Exercise:
Nothing but the lines from the top of the following entries through the line with "use crate::phy::PhyMode;" should be printed, exactly as they are.

*** Block opens ***

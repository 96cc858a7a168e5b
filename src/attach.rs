//! Attach sequence: resource resolution, dependency acquisition and
//! bring-up of the controller pair.
//!
//! Every acquisition pushes its release onto an unwind stack; an error
//! anywhere pops the stack in reverse, so a failed attach leaves nothing
//! mounted and a deferred dependency can retry from a clean slate.

use alloc::{boxed::Box, sync::Arc, vec::Vec};
use log::{debug, info, warn};
use spin::Mutex;

use crate::context::{ControllerContext, IMOD_INTERVAL_DEFAULT_NS, WakeEnableState};
use crate::err::{PlatError, Result};
use crate::hcd::{CoreOp, Hcd, HcdRole};
use crate::osal::{PlatformOp, RuntimePmEvent, resolve_sysdev};
use crate::phy::PhyMode;
use crate::power::PowerState;
use crate::quirk::{Quirks, scan_ancestors};
use crate::variant::PlatVariant;
use crate::XhciPlat;

/// Reverse-order release stack. Dropping it runs the recorded release
/// actions last-acquired-first; `defuse` commits the acquisitions to the
/// caller instead.
struct Unwind {
    steps: Vec<Box<dyn FnOnce()>>,
}

impl Unwind {
    fn new() -> Self {
        Self { steps: Vec::new() }
    }

    fn push(&mut self, release: impl FnOnce() + 'static) {
        self.steps.push(Box::new(release));
    }

    fn defuse(mut self) {
        self.steps.clear();
    }
}

impl Drop for Unwind {
    fn drop(&mut self) {
        while let Some(release) = self.steps.pop() {
            release();
        }
    }
}

impl<E: PlatformOp> XhciPlat<E> {
    /// Probe the platform device and bring both logical controllers up.
    ///
    /// Fatal configuration errors abort with everything released; a
    /// [`PlatError::ProbeDefer`] asks the caller to retry once the missing
    /// dependency is bound.
    pub fn attach(env: Arc<E>, core: Arc<dyn CoreOp>) -> Result<Self> {
        info!("xhci-plat: attach {}", env.dev_name());

        if env.usb_disabled() {
            return Err(PlatError::Disabled);
        }

        let mut unwind = Unwind::new();

        // Wake locks are held from here until remove so the system cannot
        // sleep away under a half-attached controller.
        let main_wakelock = env.wakeup_source(env.dev_name());
        main_wakelock.stay_awake();
        {
            let lock = main_wakelock.clone();
            unwind.push(move || {
                lock.relax();
                lock.unregister();
            });
        }
        let shared_wakelock = env.wakeup_source(env.dev_name());
        shared_wakelock.stay_awake();
        {
            let lock = shared_wakelock.clone();
            unwind.push(move || {
                lock.relax();
                lock.unregister();
            });
        }

        let irq = env.irq()?;

        // The DMA mask must be in place before the first register access;
        // some platforms silently corrupt transfers otherwise.
        let sysdev = resolve_sysdev(env.as_ref());
        env.set_dma_mask(sysdev, 64)
            .or_else(|_| env.set_dma_mask(sysdev, 32))
            .map_err(|_| PlatError::DmaMask)?;

        env.runtime_pm(RuntimePmEvent::SetActive);
        env.runtime_pm(RuntimePmEvent::Enable);
        env.runtime_pm(RuntimePmEvent::GetNoresume);
        {
            let env = env.clone();
            unwind.push(move || {
                env.runtime_pm(RuntimePmEvent::PutNoidle);
                env.runtime_pm(RuntimePmEvent::Disable);
            });
        }

        let mut primary = Hcd::new(HcdRole::Primary, env.dev_name());
        primary.skip_phy_init = true;

        let mmio = env.map_registers(0)?;
        {
            let env = env.clone();
            unwind.push(move || env.unmap_registers(mmio));
        }

        // Not all platforms have clocks, so absence is not an error.
        let reg_clk = env.clock(Some("reg"))?;
        if let Some(clk) = &reg_clk {
            clk.enable().map_err(|_| PlatError::ClockEnable)?;
            let clk = clk.clone();
            unwind.push(move || clk.disable());
        }
        let bus_clk = env.clock(None)?;
        if let Some(clk) = &bus_clk {
            clk.enable().map_err(|_| PlatError::ClockEnable)?;
            let clk = clk.clone();
            unwind.push(move || clk.disable());
        }

        // Copied by value; the descriptor source may go away afterwards.
        let variant = PlatVariant::from_compatible(env.compatible());

        env.set_wakeup_capable(true);

        let mut companion = Hcd::new(HcdRole::Companion, env.dev_name());
        companion.skip_phy_init = true;

        let scan = scan_ancestors(env.as_ref());
        let mut quirks = scan.quirks | Quirks::PLAT | variant.quirks();
        let imod_interval_ns = scan.imod_interval_ns.unwrap_or(IMOD_INTERVAL_DEFAULT_NS);

        // The generic PHY is optional, but a provider that exists and is
        // not bound yet must surface as a retryable failure.
        let usb_phy = match env.phy_by_phandle(sysdev, "usb-phy") {
            Err(err) if err.is_retryable() => return Err(err),
            Err(_) | Ok(None) => None,
            Ok(Some(phy)) => {
                phy.init()?;
                let shutdown = phy.clone();
                unwind.push(move || shutdown.shutdown());
                Some(phy)
            }
        };

        let parent = env.parent(env.self_node());

        let phy_usb2 = parent.and_then(|p| env.phy_by_name(p, "usb2-phy"));
        if phy_usb2.is_none() {
            warn!("{}: failed to get usb2 phy", env.dev_name());
        }
        let phy_usb3 = parent.and_then(|p| env.phy_by_name(p, "usb3-phy"));
        if phy_usb3.is_none() {
            warn!("{}: failed to get usb3 phy", env.dev_name());
        }

        // Failure to read is the same as the property being absent.
        match parent.and_then(|p| env.read_u32(p, "xhci_l2_support")) {
            Some(1) => quirks |= Quirks::L2_SUPPORT,
            value => debug!("{}: no l2 support ({value:?})", env.dev_name()),
        }

        let tpl_support = env.read_bool(sysdev, "tpl-support");
        primary.tpl_support = tpl_support;
        companion.tpl_support = tpl_support;

        let ctx = ControllerContext {
            node: env.self_node(),
            sysdev,
            mmio: Some(mmio),
            irq,
            reg_clk,
            bus_clk,
            quirks,
            variant,
            usb_phy,
            phy_usb2,
            phy_usb3,
            imod_interval_ns,
            removing: Mutex::new(false),
            wake: WakeEnableState::default(),
            main_wakelock: Some(main_wakelock),
            shared_wakelock: Some(shared_wakelock),
        };

        variant.plat_setup(env.as_ref(), &ctx)?;

        if ctx.quirks.contains(Quirks::SKIP_PHY_INIT) {
            primary.skip_phy_init = true;
            companion.skip_phy_init = true;
        }

        register_hcd(env.as_ref(), core.as_ref(), &ctx, &mut primary)?;
        {
            let env = env.clone();
            let core = core.clone();
            unwind.push(move || {
                env.unregister_controller(HcdRole::Primary);
                core.stop(HcdRole::Primary);
            });
        }

        if core.max_primary_streams() >= 4 {
            companion.can_do_streams = true;
        }

        register_hcd(env.as_ref(), core.as_ref(), &ctx, &mut companion)?;

        env.enable_async_suspend();
        env.runtime_pm(RuntimePmEvent::PutNoidle);

        env.set_root_hub_wakeup(HcdRole::Primary, true);
        env.set_root_hub_wakeup(HcdRole::Companion, true);

        // Runtime pm stays off until a user opts in.
        env.runtime_pm(RuntimePmEvent::Forbid);

        unwind.defuse();
        info!("xhci-plat: {} attached, irq {}", env.dev_name(), irq);

        Ok(Self {
            env,
            core,
            ctx,
            primary,
            companion,
            power: PowerState::Active,
        })
    }
}

/// Bring one logical controller up and make it visible: init quirk,
/// generic setup, role-specific PHY retuning, platform start hook, core
/// start, registration. A registration failure stops the core again so
/// the caller sees an all-or-nothing result.
fn register_hcd<E: PlatformOp + ?Sized>(
    env: &E,
    core: &dyn CoreOp,
    ctx: &ControllerContext,
    hcd: &mut Hcd,
) -> Result {
    ctx.variant.init_quirk(env, ctx)?;
    core.gen_setup(ctx.quirks)?;

    // The core reset wipes the PHY CR port settings, so tuning is redone
    // here. Which PHY belongs to which role is fixed by the calibration
    // interface: the primary owns the USB2 pairing, the companion the
    // USB3 one.
    match hcd.role() {
        HcdRole::Primary => {
            if let Some(phy) = &ctx.phy_usb2 {
                phy.tune(PhyMode::Host);
            }
        }
        HcdRole::Companion => {
            if let Some(phy) = &ctx.phy_usb3 {
                phy.tune(PhyMode::Host);
            }
        }
    }

    ctx.variant.plat_start(ctx);
    core.run(hcd.role())?;

    if let Err(err) = env.register_controller(hcd.role(), ctx.irq, true) {
        core.stop(hcd.role());
        return Err(err);
    }
    hcd.registered = true;
    debug!("registered {:?} hcd", hcd.role());
    Ok(())
}
//! Platform bus glue for a generic xHCI host-controller core.
//!
//! The glue locates the controller's resources through a platform
//! environment trait, brings up clocks and PHYs in dependency order,
//! instantiates the USB2 primary / USB3 companion controller pair over the
//! one physical register window, wires them to the generic core, and tears
//! everything down symmetrically. System sleep and runtime power
//! transitions coordinate the PHY wake-retention path along the way.

#![cfg_attr(not(test), no_std)]

extern crate alloc;

mod attach;
pub mod clk;
mod context;
mod diag;
pub mod err;
pub mod hcd;
pub mod osal;
pub mod phy;
mod power;
pub mod quirk;
pub mod regs;
mod remove;
pub mod variant;

use alloc::sync::Arc;

pub use clk::ClockOp;
pub use context::{ControllerContext, IMOD_INTERVAL_DEFAULT_NS};
pub use err::{PlatError, Result};
pub use hcd::{CoreOp, Hcd, HcdRole, WakeSource};
pub use osal::{
    DeviceNode, DramWindow, NodeKind, PlatformOp, RuntimePmEvent, WakeLockOp, resolve_sysdev,
};
pub use phy::{PhyMode, PhyOp};
pub use power::PowerState;
pub use quirk::{AncestorScan, Quirks, scan_ancestors};
pub use regs::{LinkState, Mmio, PORTSC_OFFSET, link_state};
pub use variant::{ACPI_GENERIC_ID, PlatVariant};

/// One attached controller instance: the context plus the registered
/// primary/companion pair. Built by [`XhciPlat::attach`], torn down by
/// [`XhciPlat::remove`].
pub struct XhciPlat<E: PlatformOp> {
    pub(crate) env: Arc<E>,
    pub(crate) core: Arc<dyn CoreOp>,
    pub(crate) ctx: ControllerContext,
    pub(crate) primary: Hcd,
    pub(crate) companion: Hcd,
    pub(crate) power: PowerState,
}

impl<E: PlatformOp> core::fmt::Debug for XhciPlat<E> {
    fn fmt(&self, f: &mut core::fmt::Formatter<'_>) -> core::fmt::Result {
        f.debug_struct("XhciPlat")
            .field("env", &"<E: PlatformOp>")
            .field("core", &"<dyn CoreOp>")
            .field("ctx", &self.ctx)
            .field("primary", &self.primary)
            .field("companion", &self.companion)
            .field("power", &self.power)
            .finish()
    }
}

impl<E: PlatformOp> XhciPlat<E> {
    pub fn context(&self) -> &ControllerContext {
        &self.ctx
    }

    pub fn hcd(&self, role: HcdRole) -> &Hcd {
        match role {
            HcdRole::Primary => &self.primary,
            HcdRole::Companion => &self.companion,
        }
    }

    pub fn power_state(&self) -> PowerState {
        self.power
    }
}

*** Block closes ***

Final answer:
repository 96cc858a7a168e5b
filename src/attach.rs
//! Attach sequence: resource resolution, dependency acquisition and
//! bring-up of the controller pair.
//!
//! Every acquisition pushes its release onto an unwind stack; an error
//! anywhere pops the stack in reverse, so a failed attach leaves nothing
//! mounted and a deferred dependency can retry from a clean slate.

use alloc::{boxed::Box, sync::Arc, vec::Vec};
use log::{debug, info, warn};
use spin::Mutex;

use crate::context::{ControllerContext, IMOD_INTERVAL_DEFAULT_NS, WakeEnableState};
use crate::err::{PlatError, Result};
use crate::hcd::{CoreOp, Hcd, HcdRole};
use crate::osal::{PlatformOp, RuntimePmEvent, resolve_sysdev};
use crate::phy::PhyMode;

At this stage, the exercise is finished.